As I read Chris’ text, an underlying point is that education is about people — not standards, not tests, but about people interacting with ideas, using the best tools currently available. Standards do not need to be incompatible with that, but as long as we have standards equating word count with real learning, there will continue to be a tension between what students have to learn and what they could learn.
Will,
You touched upon a completely unexplored area – what does Web 2.0 do to higher education?? As you state, our kids can learn anything, anywhere, anytime. They can create content anywhere – they can explore information anywhere. What impact will this have on colleges that charge $30,000/year for four courses per semester? This will greatly impact the ivory tower and I wonder how many of those tenured academicians realize this?
Why do my kids have to attend a college that doesn’t even know how to teach to digital natives?
In response to Karen’s post…
Higher education is taking notice, but I think their thinking is far behind what is likely to happen. Your post made me do a quick Google to see what people are saying. Norma Scagnoli, Program Coordinator for online programs at University of Illinois, writing about the Impact of Online Education on Traditional Campus-Based Education concludes: “The use of Web technologies has had an impact on classroom teaching, but this influence is not as extensive or widespread as it is in communications and entertainment. Higher education institutions have invested in hardware, software, and wired classrooms, but not as much in resources for research, or in training, and support. Therefore, the center of knowledge creation—teaching and learning—still remains very much unchanged. Both the impact and the implications of online learning for classroom education need to be seriously addressed. Online education entails a new educational paradigm, closer to the transformative mindset that is ongoing in the twenty-first-century world outside the classroom.”
My husband is always fond of saying, “he never let school get in the way of his education (a quote from Mark Twain).” I wonder how many people will take on this attitude as the amount of high quality, interactive information appears on the web?

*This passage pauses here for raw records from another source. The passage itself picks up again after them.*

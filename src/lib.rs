// SPDX-License-Identifier: MIT OR Apache-2.0
// Copyright (c) 2025 pipegraph contributors

//! # pipegraph - Pipeline Task Graphs
//!
//! `pipegraph` draws the task dependencies of Tekton-style pipelines as
//! Graphviz (`dot`), PlantUML (`puml`) or Mermaid (`mmd`) diagrams.
//!
//! ## Quick Start
//!
//! ```bash
//! # Print every pipeline in ./tekton as DOT
//! pipegraph pipeline graph -f tekton/
//!
//! # Write one Mermaid file per pipeline run, with task refs
//! pipegraph pipelinerun graph -f 'runs/*.yaml' --output-format mmd \
//!     --output-dir diagrams --with-task-ref
//! ```
//!
//! ## Library use
//!
//! ```
//! use pipegraph::{render, PipelineTask, TaskGraph};
//!
//! let graph = TaskGraph::build(&[
//!     PipelineTask::new("build").with_task_ref("kaniko"),
//!     PipelineTask::new("deploy").with_run_after(["build"]),
//! ])
//! .named("release");
//!
//! let mermaid = render(&graph, "mmd", false).unwrap();
//! assert!(mermaid.contains("build --> deploy"));
//! ```

pub mod cli;
pub mod errors;
pub mod format;
pub mod output;
pub mod pipeline;
pub mod source;

// Re-export commonly used types
pub use errors::{FormatError, GraphError, GraphResult};
pub use format::{render, Codec, CodecRegistry, OutputFormat};
pub use output::{print_all_graphs, write_all_graphs};
pub use pipeline::{PipelineTask, TaskGraph, TaskNode};

/// Library version
pub const VERSION: &str = env!("CARGO_PKG_VERSION");
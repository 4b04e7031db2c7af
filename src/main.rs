// SPDX-License-Identifier: MIT OR Apache-2.0
// Copyright (c) 2025 pipegraph contributors

//! pipegraph - Pipeline Task Graphs
//!
//! Render the task dependencies of pipelines as DOT, PlantUML or Mermaid.

use clap::Parser;
use miette::Result;
use tracing_subscriber::{layer::SubscriberExt, util::SubscriberInitExt};

use pipegraph::cli::{Cli, Commands, GraphAction, ResourceKind};

fn main() -> Result<()> {
    let cli = Cli::parse();

    // Initialize tracing; stdout is reserved for graph output
    let default_filter = if cli.verbose {
        "pipegraph=debug"
    } else {
        "pipegraph=warn"
    };
    tracing_subscriber::registry()
        .with(
            tracing_subscriber::EnvFilter::try_from_default_env()
                .unwrap_or_else(|_| default_filter.into()),
        )
        .with(
            tracing_subscriber::fmt::layer()
                .with_target(false)
                .with_writer(std::io::stderr),
        )
        .init();

    // Change to specified directory if provided
    if let Some(ref dir) = cli.directory {
        std::env::set_current_dir(dir).map_err(|e| {
            miette::miette!("Failed to change to directory '{}': {}", dir.display(), e)
        })?;
    }

    // Dispatch to command handlers
    match cli.command {
        Commands::Pipeline {
            action: GraphAction::Graph(args),
        } => pipegraph::cli::graph::run(ResourceKind::Pipeline, args),
        Commands::PipelineRun {
            action: GraphAction::Graph(args),
        } => pipegraph::cli::graph::run(ResourceKind::PipelineRun, args),
    }
}
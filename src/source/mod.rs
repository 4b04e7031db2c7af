// SPDX-License-Identifier: MIT OR Apache-2.0
// Copyright (c) 2025 pipegraph contributors

//! Manifest loading
//!
//! Reads `Pipeline` and `PipelineRun` documents from YAML files. A file may
//! hold several documents separated by `---`; documents of any other kind
//! are skipped.

mod fetcher;

pub use fetcher::{GraphFetcher, GraphSource, PipelineFetcher, PipelineRunFetcher};

use serde::Deserialize;
use std::path::{Path, PathBuf};
use tracing::debug;

use crate::errors::{GraphError, GraphResult};
use crate::pipeline::{Pipeline, PipelineRun};

/// All pipelines and pipeline runs found in a set of files
#[derive(Debug, Clone, Default)]
pub struct Manifests {
    pub pipelines: Vec<Pipeline>,
    pub pipeline_runs: Vec<PipelineRun>,
}

impl Manifests {
    /// Load every manifest matched by `patterns`.
    ///
    /// Relative patterns are resolved against `base_dir`. A directory stands
    /// for the YAML files directly inside it.
    pub fn load(patterns: &[String], base_dir: &Path) -> GraphResult<Self> {
        let mut manifests = Self::default();

        for path in resolve_paths(patterns, base_dir)? {
            manifests.add_file(&path)?;
        }

        debug!(
            pipelines = manifests.pipelines.len(),
            pipeline_runs = manifests.pipeline_runs.len(),
            "loaded manifests"
        );

        Ok(manifests)
    }

    fn add_file(&mut self, path: &Path) -> GraphResult<()> {
        let content = std::fs::read_to_string(path).map_err(|e| GraphError::FileReadError {
            path: path.to_path_buf(),
            error: e.to_string(),
        })?;

        self.add_yaml(&content).map_err(|e| GraphError::Yaml {
            path: path.to_path_buf(),
            message: e.to_string(),
        })
    }

    /// Parse one or more YAML documents and keep the pipeline kinds
    pub fn add_yaml(&mut self, yaml: &str) -> Result<(), serde_yaml::Error> {
        for document in serde_yaml::Deserializer::from_str(yaml) {
            let value = serde_yaml::Value::deserialize(document)?;
            if value.is_null() {
                continue;
            }

            let kind = value
                .get("kind")
                .and_then(serde_yaml::Value::as_str)
                .map(str::to_owned);

            match kind.as_deref() {
                Some("Pipeline") => self.pipelines.push(serde_yaml::from_value(value)?),
                Some("PipelineRun") => self.pipeline_runs.push(serde_yaml::from_value(value)?),
                other => debug!(kind = ?other, "skipping document"),
            }
        }

        Ok(())
    }

    /// Parse manifests from a YAML string
    pub fn from_yaml(yaml: &str) -> Result<Self, serde_yaml::Error> {
        let mut manifests = Self::default();
        manifests.add_yaml(yaml)?;
        Ok(manifests)
    }

    pub fn pipeline(&self, name: &str) -> Option<&Pipeline> {
        self.pipelines.iter().find(|p| p.name() == name)
    }

    pub fn pipeline_run(&self, name: &str) -> Option<&PipelineRun> {
        self.pipeline_runs.iter().find(|r| r.name() == name)
    }
}

/// Expand file names, directories and glob patterns into files
fn resolve_paths(patterns: &[String], base_dir: &Path) -> GraphResult<Vec<PathBuf>> {
    let mut files = Vec::new();

    for pattern in patterns {
        let full_path = if Path::new(pattern).is_absolute() {
            PathBuf::from(pattern)
        } else {
            base_dir.join(pattern)
        };

        if full_path.is_dir() {
            files.extend(yaml_files_in(&full_path)?);
            continue;
        }

        if !is_glob(pattern) {
            if !full_path.exists() {
                return Err(GraphError::ManifestNotFound { path: full_path });
            }
            files.push(full_path);
            continue;
        }

        // Only the user's part of the path is a pattern
        let glob_pattern = if Path::new(pattern).is_absolute() {
            pattern.to_string()
        } else {
            Path::new(&glob::Pattern::escape(&base_dir.to_string_lossy()))
                .join(pattern)
                .to_string_lossy()
                .into_owned()
        };

        let mut matches: Vec<_> = glob::glob(&glob_pattern)?
            .filter_map(Result::ok)
            .filter(|path| path.is_file())
            .collect();

        if matches.is_empty() {
            return Err(GraphError::NoInputFiles {
                pattern: pattern.to_string(),
            });
        }

        matches.sort();
        files.extend(matches);
    }

    Ok(files)
}

fn yaml_files_in(dir: &Path) -> GraphResult<Vec<PathBuf>> {
    let entries = std::fs::read_dir(dir).map_err(|e| GraphError::FileReadError {
        path: dir.to_path_buf(),
        error: e.to_string(),
    })?;

    let mut files: Vec<PathBuf> = entries
        .filter_map(Result::ok)
        .map(|entry| entry.path())
        .filter(|path| {
            path.is_file()
                && matches!(
                    path.extension().and_then(|e| e.to_str()),
                    Some("yaml") | Some("yml")
                )
        })
        .collect();

    files.sort();
    Ok(files)
}

fn is_glob(pattern: &str) -> bool {
    pattern.contains(['*', '?', '['])
}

I would love to have any and all of you comment on our SUNY Cortland course blog for a grad. class in tech. apps for ELA classrooms.
http://alexreid.typepad.com/eng506
The 9/10 post is asking many of the same questions you are here including some discussion of Friedman’s notion of idea-based knowledge workers and references to the attention economy Lankshear/Knobel cite in their chapter in Donna Alvermann’s edited collection: “Adolescents and Literacies in a Digital Age” which we read in this class.
Higher ed is moving way too slowly. Would anyone agree this is a transition period and we have one foot in the old paradigm of what college classrooms and student work in them should look like and one foot in the 3.0 world?
Karen
Will, I don’t think that we need college campuses for higher academic education, anymore. But college campuses provide something else. They provide an opportnity for social development and growth. They provide an opportunity for maturation. As the human race we will never be able to eliminate face-to-face social interaction. I, for one, wouldn’t want to do so.